"Tacking is exactly the same, communicating to everybody what’s happening, doing all the preparation, putting the boards in the right places and having everybody in the right places to swap the wing sheets, to drop or raise the boards or pop the oil that is required. "I’ve always been a feel sailor, but in the AC72 there is a lot more use of instruments required. It is really easy to sail the boat downwind too hard, too fast, too high with the foiling, so it’s about getting a really good balance. "In the AC72 there is less feel trough the boat then any of the boats that I have sailed before [Draper is a 49er Olympic medallist] but that is developing the more we sail.
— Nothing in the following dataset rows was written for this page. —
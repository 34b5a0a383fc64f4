use std::sync::Arc;

use chrono::Utc;
use log::info;
use uuid::Uuid;

use super::platform_calls::{active_store, guard};
use crate::domain::activity::{Actor, OrderActivity};
use crate::domain::errors::DomainError;
use crate::domain::order::OrderOwner;
use crate::domain::ports::{OrderStore, PlatformGateway};
use crate::domain::store::{Platform, ProductVariant, Store};

/// Store lifecycle as seen by order processing: fulfillment service
/// registration, inventory at the service location, uninstall and privacy
/// requests.
#[derive(Clone)]
pub struct StoreService {
    store: Arc<dyn OrderStore>,
    gateway: Arc<dyn PlatformGateway>,
    service_name: String,
    callback_url: Option<String>,
}

impl StoreService {
    pub fn new(
        store: Arc<dyn OrderStore>,
        gateway: Arc<dyn PlatformGateway>,
        service_name: impl Into<String>,
        callback_url: Option<String>,
    ) -> Self {
        Self {
            store,
            gateway,
            service_name: service_name.into(),
            callback_url,
        }
    }

    pub fn find_by_domain(
        &self,
        platform: Platform,
        shop_domain: &str,
    ) -> Result<Store, DomainError> {
        self.store
            .transaction(|tx| tx.find_store_by_domain(platform, shop_domain))?
            .ok_or_else(|| DomainError::not_found(format!("{platform} store {shop_domain}")))
    }

    /// Register the production backend as the store's fulfillment service.
    /// Already registered stores are returned unchanged.
    pub fn enable_fulfillment_service(&self, store_id: Uuid) -> Result<Store, DomainError> {
        let mut store = active_store(self.store.as_ref(), store_id)?;
        if store.fulfillment_service_id.is_some() {
            return Ok(store);
        }
        let adapter = self.gateway.adapter_for(&store)?;
        let registered = guard(
            self.store.as_ref(),
            &store,
            adapter.register_fulfillment_service(&self.service_name, self.callback_url.as_deref()),
        )?;

        store.fulfillment_service_id = Some(registered.service_id);
        store.fulfillment_location_id = Some(registered.location_id);
        self.store.transaction(|tx| tx.update_store(&store))?;
        info!(
            "fulfillment service registered for {} (location {:?})",
            store.shop_domain, store.fulfillment_location_id
        );
        Ok(store)
    }

    pub fn disable_fulfillment_service(&self, store_id: Uuid) -> Result<Store, DomainError> {
        let mut store = active_store(self.store.as_ref(), store_id)?;
        let Some(service_id) = store.fulfillment_service_id.clone() else {
            return Ok(store);
        };
        let adapter = self.gateway.adapter_for(&store)?;
        guard(self.store.as_ref(), &store, adapter.unregister_fulfillment_service(&service_id))?;

        store.fulfillment_service_id = None;
        store.fulfillment_location_id = None;
        self.store.transaction(|tx| tx.update_store(&store))?;
        info!("fulfillment service removed from {}", store.shop_domain);
        Ok(store)
    }

    /// Stock a variant at the fulfillment service location.
    pub fn activate_inventory(
        &self,
        store_id: Uuid,
        product_variant_id: Uuid,
    ) -> Result<(), DomainError> {
        let (store, inventory_item_id, location_id) =
            self.inventory_target(store_id, product_variant_id)?;
        let adapter = self.gateway.adapter_for(&store)?;
        guard(
            self.store.as_ref(),
            &store,
            adapter.activate_inventory(&inventory_item_id, &location_id),
        )?;
        info!("inventory {inventory_item_id} activated at {location_id} for {}", store.shop_domain);
        Ok(())
    }

    pub fn deactivate_inventory(
        &self,
        store_id: Uuid,
        product_variant_id: Uuid,
    ) -> Result<(), DomainError> {
        let (store, inventory_item_id, location_id) =
            self.inventory_target(store_id, product_variant_id)?;
        let adapter = self.gateway.adapter_for(&store)?;
        guard(
            self.store.as_ref(),
            &store,
            adapter.deactivate_inventory(&inventory_item_id, &location_id),
        )?;
        info!(
            "inventory {inventory_item_id} deactivated at {location_id} for {}",
            store.shop_domain
        );
        Ok(())
    }

    fn inventory_target(
        &self,
        store_id: Uuid,
        product_variant_id: Uuid,
    ) -> Result<(Store, String, String), DomainError> {
        let store = active_store(self.store.as_ref(), store_id)?;
        let location_id = store
            .fulfillment_location_id
            .clone()
            .ok_or_else(|| {
                DomainError::validation("fulfillment service is not enabled for this store")
            })?;
        let variant: ProductVariant = self
            .store
            .transaction(|tx| tx.find_product_variant(product_variant_id))?
            .filter(|v| v.store_id == store.id)
            .ok_or_else(|| {
                DomainError::not_found(format!("product variant {product_variant_id}"))
            })?;
        let inventory_item_id = variant
            .inventory_item_id
            .ok_or_else(|| DomainError::validation("variant has no inventory item"))?;
        Ok((store, inventory_item_id, location_id))
    }

    /// The app was removed from the storefront. Idempotent.
    pub fn mark_uninstalled(&self, store_id: Uuid) -> Result<Store, DomainError> {
        self.store.transaction(|tx| {
            let mut store = tx
                .find_store(store_id)?
                .ok_or_else(|| DomainError::not_found(format!("store {store_id}")))?;
            if store.uninstalled_at.is_none() {
                store.uninstalled_at = Some(Utc::now());
                store.fulfillment_service_id = None;
                store.fulfillment_location_id = None;
                tx.update_store(&store)?;
                info!("{} store {} uninstalled", store.platform, store.shop_domain);
            }
            Ok(store)
        })
    }

    /// Scrub customer personal data from the listed orders. Returns how many
    /// orders were found and redacted.
    pub fn redact_customer(
        &self,
        store_id: Uuid,
        external_order_ids: &[String],
    ) -> Result<usize, DomainError> {
        self.store.transaction(|tx| {
            let mut redacted = 0;
            for external_id in external_order_ids {
                let owner = OrderOwner::Store(store_id);
                let Some(found) = tx.find_order_by_external(owner, external_id)? else {
                    continue;
                };
                let mut order = tx.lock_order(found.id)?;
                order.email = None;
                order.updated_at = Utc::now();
                tx.update_order(&order)?;
                if let Some(address) = tx.shipping_address(order.id)? {
                    tx.replace_shipping_address(order.id, Some(&address.redacted()))?;
                }
                tx.record_activity(&OrderActivity::new(
                    order.id,
                    Actor::System,
                    "customer_redacted",
                    "customer data redacted on request",
                ))?;
                redacted += 1;
            }
            info!("redacted customer data on {redacted} orders of store {store_id}");
            Ok(redacted)
        })
    }
}

#[cfg(test)]
mod tests {
    use super::*;
    use crate::application::testing::Fixture;

    #[test]
    fn enabling_fulfillment_service_stores_location_once() {
        let fx = Fixture::new();
        let first = fx.services.stores.enable_fulfillment_service(fx.store.id).unwrap();
        let second = fx.services.stores.enable_fulfillment_service(fx.store.id).unwrap();

        assert!(first.fulfillment_location_id.is_some());
        assert_eq!(first, second);
        assert_eq!(fx.platform.registrations(), 1);

        let disabled = fx.services.stores.disable_fulfillment_service(fx.store.id).unwrap();
        assert_eq!(disabled.fulfillment_service_id, None);
    }

    #[test]
    fn inventory_needs_a_fulfillment_location() {
        let fx = Fixture::new();
        let variant = fx.variant("var-inv");

        let err = fx.services.stores.activate_inventory(fx.store.id, variant).unwrap_err();
        assert!(matches!(err, DomainError::Validation(_)));

        fx.services.stores.enable_fulfillment_service(fx.store.id).unwrap();
        fx.services.stores.activate_inventory(fx.store.id, variant).unwrap();
        assert_eq!(fx.platform.active_inventory().len(), 1);
        fx.services.stores.deactivate_inventory(fx.store.id, variant).unwrap();
        assert!(fx.platform.active_inventory().is_empty());
    }

    #[test]
    fn uninstall_is_idempotent_and_blocks_platform_calls() {
        let fx = Fixture::new();
        let first = fx.services.stores.mark_uninstalled(fx.store.id).unwrap();
        let again = fx.services.stores.mark_uninstalled(fx.store.id).unwrap();
        assert_eq!(first.uninstalled_at, again.uninstalled_at);

        let err = fx.services.stores.enable_fulfillment_service(fx.store.id).unwrap_err();
        assert!(matches!(err, DomainError::Validation(_)));
    }

    #[test]
    fn redaction_keeps_country_only() {
        let fx = Fixture::new();
        let order = fx.draft_order_with_items(&[1]);

        let count = fx
            .services
            .stores
            .redact_customer(fx.store.id, &[order.external_id.clone().unwrap(), "missing".into()])
            .unwrap();

        assert_eq!(count, 1);
        fx.memory.read(|s| {
            let address = &s.addresses[&order.id];
            assert_eq!(address.name, None);
            assert_eq!(address.country_code.as_deref(), Some("US"));
            assert_eq!(s.orders[&order.id].email, None);
        });
    }
}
The big thing is that when sailing with a big group of people there is lot of operations that need to happen in order to do a manoeuvre,
this requires a lot of time and if I don’t communicate in
advance it’s tricky for everybody." "So in the end, all the maneuvers really come down to timing, and making sure that everybody gets enough warning," Draper summarised. "The communication is almost exactly the same as racing in the AC45: what’s coming next, what the plan is going to be, what the next plan might be and basically just all the timings for the manoeuvres. Everybody is very automatic but everybody needs a key of information as a trigger for what to do." Bruni agreed that the gybing rather than the tacking angles were the most tricky to get right.